Ben yogayı (yin yoga) ve meditasyonu da, telefonumuzu şarj etmeye, arabamıza benzin almaya benzetiyorum. Bedenimizin de, zihnimizin de, sağlıkla yoluna ilerlemesi ve tökezlememesi için durmaya, dururken şarj olmaya ihtiyacı var. Durmazsanız eğer, bir süre sonra isteseniz de maalesef gidemiyor olacaksınız.
Hastalıklar bir anda çıkıyor sanıyor insanlar. Hayır bir anda çıkmıyor. Sen kendini şarj etmezsen, yavaşlamazsan, beden sana dur mesajını bildiği yollarla veriyor ve hastalıklar ortaya çıkıyor.
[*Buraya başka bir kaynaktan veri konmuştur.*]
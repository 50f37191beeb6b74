//! Honeywell MPR Series Specifications
//!
//! Values for the MPRLS0300YG00001BB: 0–300 mmHg gauge, I²C, transfer
//! function A (2.5% to 22.5% of 2^24 counts).
//!
//! Source: Honeywell MicroPressure MPR series datasheet, sections 6.5 and 6.6

// ===== BUS =====

/// Default 7-bit I²C address of the MPR series.
pub const MPR_I2C_ADDRESS: u8 = 0x18;

/// Output measurement command: opcode 0xAA followed by two zero bytes.
pub const START_CONVERSION_COMMAND: [u8; 3] = [0xAA, 0x00, 0x00];

/// Response length: status byte plus three pressure bytes.
pub const RESPONSE_LEN: usize = 4;

// ===== STATUS BYTE =====

/// Set while a conversion is still running.
pub const STATUS_BUSY_BIT: u8 = 1 << 5;

/// Set when the device is powered.
pub const STATUS_POWER_BIT: u8 = 1 << 6;

/// Set when the integrity test on the calibration memory failed.
pub const STATUS_MEMORY_ERROR_BIT: u8 = 1 << 2;

/// Set when the internal math saturated.
pub const STATUS_MATH_SATURATION_BIT: u8 = 1 << 0;

// ===== TRANSFER FUNCTION =====

/// Full digital output range, 2^24 counts.
pub const FULL_SCALE_COUNTS: u32 = 1 << 24;

/// Largest raw count the 24-bit output can carry.
pub const RAW_COUNT_MAX: u32 = FULL_SCALE_COUNTS - 1;

/// Output at `PRESSURE_MIN_MMHG`: 2.5% of 2^24.
pub const OUTPUT_MIN_COUNTS: u32 = 419_430;

/// Output at `PRESSURE_MAX_MMHG`: 22.5% of 2^24.
pub const OUTPUT_MAX_COUNTS: u32 = 3_774_874;

/// Lower end of the calibrated range (mmHg).
pub const PRESSURE_MIN_MMHG: f32 = 0.0;

/// Upper end of the calibrated range (mmHg).
pub const PRESSURE_MAX_MMHG: f32 = 300.0;
//! Cuff inflation monitoring
//!
//! The operator pumps the cuff by hand. The monitor polls every 100 ms and
//! returns on the first reading strictly above 150 mmHg.
//!
//! There is no timeout: an operator who never gets past the target keeps the
//! loop waiting. Faults end the wait at once and are never retried.

use embedded_hal::delay::DelayNs;
use fugit::MillisDurationU32;

use crate::{
    constants::{thresholds::INFLATION_TARGET_MMHG, timing::INFLATION_POLL_INTERVAL},
    errors::CuffResult,
    events::{SessionEvent, SessionEvents},
    measurement::PressureSource,
};

/// Inflation target and polling cadence
#[derive(Debug, Clone, Copy, PartialEq)]
pub struct InflationConfig {
    target_mmhg: f32,
    poll_interval: MillisDurationU32,
}

impl Default for InflationConfig {
    fn default() -> Self {
        Self {
            target_mmhg: INFLATION_TARGET_MMHG,
            poll_interval: INFLATION_POLL_INTERVAL,
        }
    }
}

impl InflationConfig {
    /// Pressure that must be exceeded (mmHg)
    pub fn with_target(mut self, mmhg: f32) -> Self {
        self.target_mmhg = mmhg;
        self
    }

    /// Wait between readings
    pub fn with_poll_interval(mut self, interval: MillisDurationU32) -> Self {
        self.poll_interval = interval;
        self
    }

    /// Target pressure (mmHg)
    pub fn target_mmhg(&self) -> f32 {
        self.target_mmhg
    }
}

/// Waits for the cuff to be pumped past the target
#[derive(Debug, Clone, Default)]
pub struct InflationMonitor {
    config: InflationConfig,
}

impl InflationMonitor {
    /// Monitor with explicit configuration
    pub fn new(config: InflationConfig) -> Self {
        Self { config }
    }

    /// Configuration in use
    pub fn config(&self) -> &InflationConfig {
        &self.config
    }

    /// Poll until a reading exceeds the target and return that reading
    pub fn run<S, D, O>(
        &self,
        source: &mut S,
        delay: &mut D,
        events: &mut O,
    ) -> CuffResult<f32, S::Error>
    where
        S: PressureSource + ?Sized,
        D: DelayNs + ?Sized,
        O: SessionEvents + ?Sized,
    {
        let target_mmhg = self.config.target_mmhg;
        log_info!("pump the cuff past {} mmHg", target_mmhg);
        events.on_event(&SessionEvent::InflationStarted { target_mmhg });

        loop {
            let pressure = source.pressure()?;

            if pressure > target_mmhg {
                log_info!("cuff inflated to {} mmHg", pressure);
                events.on_event(&SessionEvent::InflationComplete(pressure));
                return Ok(pressure);
            }

            log_trace!("inflating {} mmHg", pressure);
            events.on_event(&SessionEvent::InflationReading(pressure));
            delay.delay_ms(self.config.poll_interval.to_millis());
        }
    }
}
Bu sebeple yoganın kendimize uygun olan türleriyle, pozlar aracılığıyla, yoğun günlerimize taze bir başlangıç yapıyoruz ve yine yin yoga için konuşuyorum ki fazla efor harcamadan, zinde bir vücut ve zihin kazanmış oluyoruz.
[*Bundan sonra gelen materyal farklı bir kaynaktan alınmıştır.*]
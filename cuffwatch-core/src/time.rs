//! Time management for the measurement loops
//!
//! The deflation estimator reads a millisecond clock around every sample and
//! sleeps between samples. Both are injected:
//! - `TimeSource` for timestamps (hardware timer, `std::time::Instant`, test clock)
//! - `embedded_hal::delay::DelayNs` for the waits
//!
//! `ManualClock` implements both for deterministic tests: sleeping through it
//! advances the time it reports.

use core::cell::Cell;

use embedded_hal::delay::DelayNs;

/// Timestamp in milliseconds since an arbitrary, fixed origin
pub type Timestamp = u64;

/// Source of monotonic time for interval measurement
pub trait TimeSource {
    /// Get current timestamp in milliseconds
    fn now(&self) -> Timestamp;

    /// Milliseconds elapsed since `earlier`, zero if the clock went backwards
    fn elapsed_since(&self, earlier: Timestamp) -> u64 {
        self.now().saturating_sub(earlier)
    }
}

impl<T: TimeSource + ?Sized> TimeSource for &T {
    fn now(&self) -> Timestamp {
        (**self).now()
    }
}

/// Monotonic clock backed by `std::time::Instant`
#[cfg(feature = "std")]
#[derive(Debug, Clone, Copy)]
pub struct MonotonicClock {
    origin: std::time::Instant,
}

#[cfg(feature = "std")]
impl MonotonicClock {
    /// Start counting from now
    pub fn new() -> Self {
        Self {
            origin: std::time::Instant::now(),
        }
    }
}

#[cfg(feature = "std")]
impl Default for MonotonicClock {
    fn default() -> Self {
        Self::new()
    }
}

#[cfg(feature = "std")]
impl TimeSource for MonotonicClock {
    fn now(&self) -> Timestamp {
        self.origin.elapsed().as_millis() as Timestamp
    }
}

/// Blocking delay backed by `std::thread::sleep`
#[cfg(feature = "std")]
#[derive(Debug, Clone, Copy, Default)]
pub struct StdDelay;

#[cfg(feature = "std")]
impl DelayNs for StdDelay {
    fn delay_ns(&mut self, ns: u32) {
        std::thread::sleep(std::time::Duration::from_nanos(ns as u64));
    }
}

/// Hand-driven clock for tests and simulation
///
/// Shared by reference: `&ManualClock` is both a `TimeSource` and a `DelayNs`,
/// so a simulated sensor, the estimator's clock and its delay can all point at
/// the same instance.
#[derive(Debug, Default)]
pub struct ManualClock {
    nanos: Cell<u64>,
}

impl ManualClock {
    /// Clock starting at `timestamp` milliseconds
    pub fn new(timestamp: Timestamp) -> Self {
        Self {
            nanos: Cell::new(timestamp * 1_000_000),
        }
    }

    /// Jump to an absolute time
    pub fn set(&self, timestamp: Timestamp) {
        self.nanos.set(timestamp * 1_000_000);
    }

    /// Move forward by `ms` milliseconds
    pub fn advance(&self, ms: u64) {
        self.advance_ns(ms * 1_000_000);
    }

    /// Move forward by `ns` nanoseconds
    pub fn advance_ns(&self, ns: u64) {
        self.nanos.set(self.nanos.get() + ns);
    }
}

impl TimeSource for ManualClock {
    fn now(&self) -> Timestamp {
        self.nanos.get() / 1_000_000
    }
}

impl DelayNs for &ManualClock {
    fn delay_ns(&mut self, ns: u32) {
        self.advance_ns(ns as u64);
    }

    fn delay_ms(&mut self, ms: u32) {
        self.advance(ms as u64);
    }
}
Kendinizi iyi hissetmek ve gün içinde yavaşlamak için yogadan başka neler yapıyorsunuz?
Kendi değerimi bilmek, özgüven konuları gerçekten önem verdiğim ve kendimle yoğun bir şekilde çalıştığım konular. Mesela sabah kalktıktan sonra ilk işim aynada gözlerimin içine bakıp “günaydın prenses” demek oluyor ve bu da bana kendimi çok iyi hissettiriyor. Bir bardak suyumu mutlaka içiyorum ve ardından meditasyonuma oturuyorum. Haftada 3 defa pilatese gidiyorum. Hareket etmek güne zinde ve yüksek enerjiyle başlamamı sağlıyor. Çok yürüyüş yapıyorum. Ama bazı zamanlar oluyor ki evimden hiç çıkmıyorum. Bol bol kitap okuyorum. Aslında genel anlamda ihtiyaçlarımı gözetiyorum ve kendime ihtiyacım olanı vermeye çalışıyorum. Ve tabi ki en büyük rahatlama araçlarımdan biri yazı yazmak!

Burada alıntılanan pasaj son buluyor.